EXERCISE AIM:
Pull every "reading" line out of the data below.

MATERIAL TO PROCESS:

--

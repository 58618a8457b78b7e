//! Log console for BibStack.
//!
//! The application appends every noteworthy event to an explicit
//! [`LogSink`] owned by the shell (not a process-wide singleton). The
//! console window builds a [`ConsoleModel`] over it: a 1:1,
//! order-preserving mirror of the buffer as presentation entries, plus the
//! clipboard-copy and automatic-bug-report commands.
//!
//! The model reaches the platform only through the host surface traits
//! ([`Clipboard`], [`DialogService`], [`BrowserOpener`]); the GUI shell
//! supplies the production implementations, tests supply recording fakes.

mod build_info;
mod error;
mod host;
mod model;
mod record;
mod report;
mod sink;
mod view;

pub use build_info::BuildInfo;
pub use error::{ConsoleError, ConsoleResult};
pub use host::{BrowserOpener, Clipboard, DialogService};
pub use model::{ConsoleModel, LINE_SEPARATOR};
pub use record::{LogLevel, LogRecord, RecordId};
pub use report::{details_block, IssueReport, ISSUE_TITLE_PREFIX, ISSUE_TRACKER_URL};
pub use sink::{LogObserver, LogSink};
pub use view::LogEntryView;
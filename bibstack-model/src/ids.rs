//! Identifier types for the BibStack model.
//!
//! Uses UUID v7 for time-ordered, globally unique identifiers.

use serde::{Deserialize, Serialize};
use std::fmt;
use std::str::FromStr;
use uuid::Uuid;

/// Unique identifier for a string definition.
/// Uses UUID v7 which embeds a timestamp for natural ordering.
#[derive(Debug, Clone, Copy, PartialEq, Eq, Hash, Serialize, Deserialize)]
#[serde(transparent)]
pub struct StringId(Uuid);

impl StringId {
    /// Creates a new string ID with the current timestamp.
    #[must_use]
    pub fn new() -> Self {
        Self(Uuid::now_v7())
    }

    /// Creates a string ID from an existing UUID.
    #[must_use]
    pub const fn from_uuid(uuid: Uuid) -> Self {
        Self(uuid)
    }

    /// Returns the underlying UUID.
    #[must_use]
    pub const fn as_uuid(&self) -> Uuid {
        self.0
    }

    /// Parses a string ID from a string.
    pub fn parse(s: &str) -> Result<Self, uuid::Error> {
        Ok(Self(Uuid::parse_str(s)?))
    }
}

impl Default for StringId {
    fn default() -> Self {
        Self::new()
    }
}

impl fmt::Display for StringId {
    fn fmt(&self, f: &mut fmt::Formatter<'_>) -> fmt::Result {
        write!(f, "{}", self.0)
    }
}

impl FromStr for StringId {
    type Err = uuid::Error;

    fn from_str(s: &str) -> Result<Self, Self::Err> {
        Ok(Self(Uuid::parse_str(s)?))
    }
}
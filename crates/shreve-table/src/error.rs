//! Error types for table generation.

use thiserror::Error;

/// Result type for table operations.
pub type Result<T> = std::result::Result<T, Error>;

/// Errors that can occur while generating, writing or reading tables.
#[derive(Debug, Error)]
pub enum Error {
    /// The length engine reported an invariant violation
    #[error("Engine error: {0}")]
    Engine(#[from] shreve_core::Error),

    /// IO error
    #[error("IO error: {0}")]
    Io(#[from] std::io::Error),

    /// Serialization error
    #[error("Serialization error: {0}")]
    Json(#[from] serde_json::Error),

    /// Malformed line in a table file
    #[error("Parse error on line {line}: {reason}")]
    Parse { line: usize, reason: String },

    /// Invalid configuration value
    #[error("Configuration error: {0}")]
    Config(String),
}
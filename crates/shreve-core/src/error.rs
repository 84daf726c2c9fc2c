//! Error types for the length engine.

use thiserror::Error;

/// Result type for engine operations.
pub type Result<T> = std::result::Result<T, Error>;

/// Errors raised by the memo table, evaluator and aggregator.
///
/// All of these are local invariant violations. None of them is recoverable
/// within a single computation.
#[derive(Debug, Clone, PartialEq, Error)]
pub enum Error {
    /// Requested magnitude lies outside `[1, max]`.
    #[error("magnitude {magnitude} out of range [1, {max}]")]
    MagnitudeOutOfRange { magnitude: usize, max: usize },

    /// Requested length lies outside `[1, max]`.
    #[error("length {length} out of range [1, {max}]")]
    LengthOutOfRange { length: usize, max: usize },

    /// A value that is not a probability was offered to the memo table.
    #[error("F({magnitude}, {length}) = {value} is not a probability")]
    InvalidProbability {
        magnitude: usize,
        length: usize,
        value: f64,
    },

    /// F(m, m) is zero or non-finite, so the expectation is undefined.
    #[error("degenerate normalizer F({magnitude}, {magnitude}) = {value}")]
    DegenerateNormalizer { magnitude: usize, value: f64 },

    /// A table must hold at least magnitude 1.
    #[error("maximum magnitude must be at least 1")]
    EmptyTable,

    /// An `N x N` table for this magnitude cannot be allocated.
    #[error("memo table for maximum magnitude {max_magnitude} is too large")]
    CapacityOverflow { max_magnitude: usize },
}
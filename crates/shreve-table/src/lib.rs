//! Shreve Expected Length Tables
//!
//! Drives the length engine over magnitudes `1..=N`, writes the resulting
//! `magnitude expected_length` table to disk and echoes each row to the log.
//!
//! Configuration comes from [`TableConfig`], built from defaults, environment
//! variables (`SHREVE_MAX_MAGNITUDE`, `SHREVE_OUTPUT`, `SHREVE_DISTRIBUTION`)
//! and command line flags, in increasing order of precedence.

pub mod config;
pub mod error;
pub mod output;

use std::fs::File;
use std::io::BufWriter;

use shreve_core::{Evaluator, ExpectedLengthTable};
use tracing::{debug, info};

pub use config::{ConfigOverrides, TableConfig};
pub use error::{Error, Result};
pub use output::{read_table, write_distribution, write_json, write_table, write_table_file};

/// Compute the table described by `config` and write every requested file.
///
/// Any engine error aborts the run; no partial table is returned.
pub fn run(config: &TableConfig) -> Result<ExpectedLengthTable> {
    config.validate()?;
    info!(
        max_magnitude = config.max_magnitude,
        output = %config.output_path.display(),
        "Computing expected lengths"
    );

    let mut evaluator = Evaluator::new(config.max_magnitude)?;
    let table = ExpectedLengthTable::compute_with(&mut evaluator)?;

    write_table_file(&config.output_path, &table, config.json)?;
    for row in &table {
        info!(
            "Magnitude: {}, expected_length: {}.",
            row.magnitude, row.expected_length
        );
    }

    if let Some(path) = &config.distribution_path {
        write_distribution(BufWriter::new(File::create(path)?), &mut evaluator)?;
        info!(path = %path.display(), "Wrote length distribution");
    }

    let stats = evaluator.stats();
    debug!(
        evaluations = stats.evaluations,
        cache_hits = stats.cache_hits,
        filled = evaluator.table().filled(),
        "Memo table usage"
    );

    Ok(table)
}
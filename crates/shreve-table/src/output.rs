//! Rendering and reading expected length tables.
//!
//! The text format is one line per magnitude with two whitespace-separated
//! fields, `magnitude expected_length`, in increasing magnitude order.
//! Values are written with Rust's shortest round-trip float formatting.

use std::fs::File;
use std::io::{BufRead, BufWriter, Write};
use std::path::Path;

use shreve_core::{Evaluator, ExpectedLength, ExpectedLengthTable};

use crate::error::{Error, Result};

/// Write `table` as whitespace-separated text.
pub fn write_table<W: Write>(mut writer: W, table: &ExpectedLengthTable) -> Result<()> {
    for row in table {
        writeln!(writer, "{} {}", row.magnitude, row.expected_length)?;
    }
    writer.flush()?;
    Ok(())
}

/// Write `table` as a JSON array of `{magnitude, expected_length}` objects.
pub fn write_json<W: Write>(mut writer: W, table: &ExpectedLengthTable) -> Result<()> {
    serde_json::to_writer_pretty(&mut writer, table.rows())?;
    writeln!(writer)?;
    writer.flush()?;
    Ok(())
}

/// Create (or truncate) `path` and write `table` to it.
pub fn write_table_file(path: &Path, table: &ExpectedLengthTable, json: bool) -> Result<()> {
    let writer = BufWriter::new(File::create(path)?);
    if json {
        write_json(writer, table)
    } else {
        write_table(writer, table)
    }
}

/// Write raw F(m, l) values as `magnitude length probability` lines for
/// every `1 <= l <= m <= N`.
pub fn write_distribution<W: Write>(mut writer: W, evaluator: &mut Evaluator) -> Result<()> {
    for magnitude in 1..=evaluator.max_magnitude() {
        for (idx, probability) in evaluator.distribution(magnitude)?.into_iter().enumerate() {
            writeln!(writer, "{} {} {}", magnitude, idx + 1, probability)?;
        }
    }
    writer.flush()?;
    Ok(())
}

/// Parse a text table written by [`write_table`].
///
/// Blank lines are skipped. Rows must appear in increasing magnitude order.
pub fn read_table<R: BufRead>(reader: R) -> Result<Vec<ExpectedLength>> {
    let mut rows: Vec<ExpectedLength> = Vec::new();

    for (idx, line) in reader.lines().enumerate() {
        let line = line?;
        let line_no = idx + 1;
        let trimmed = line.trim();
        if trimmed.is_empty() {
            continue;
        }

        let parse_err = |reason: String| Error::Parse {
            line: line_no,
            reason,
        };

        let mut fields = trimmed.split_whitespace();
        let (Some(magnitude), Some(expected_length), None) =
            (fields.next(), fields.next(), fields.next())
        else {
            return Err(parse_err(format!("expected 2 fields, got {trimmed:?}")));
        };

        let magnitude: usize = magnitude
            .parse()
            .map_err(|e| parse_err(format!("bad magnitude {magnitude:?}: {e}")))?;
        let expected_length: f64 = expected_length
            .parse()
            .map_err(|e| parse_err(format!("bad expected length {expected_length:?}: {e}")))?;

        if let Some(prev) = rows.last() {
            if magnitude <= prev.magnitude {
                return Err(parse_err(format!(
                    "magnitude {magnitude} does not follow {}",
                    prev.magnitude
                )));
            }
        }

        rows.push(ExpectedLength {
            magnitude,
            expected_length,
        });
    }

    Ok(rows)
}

--

RESULT OF THIS TASK:
/// Errors that can occur while generating, writing or reading tables.
//! Rendering and reading expected length tables.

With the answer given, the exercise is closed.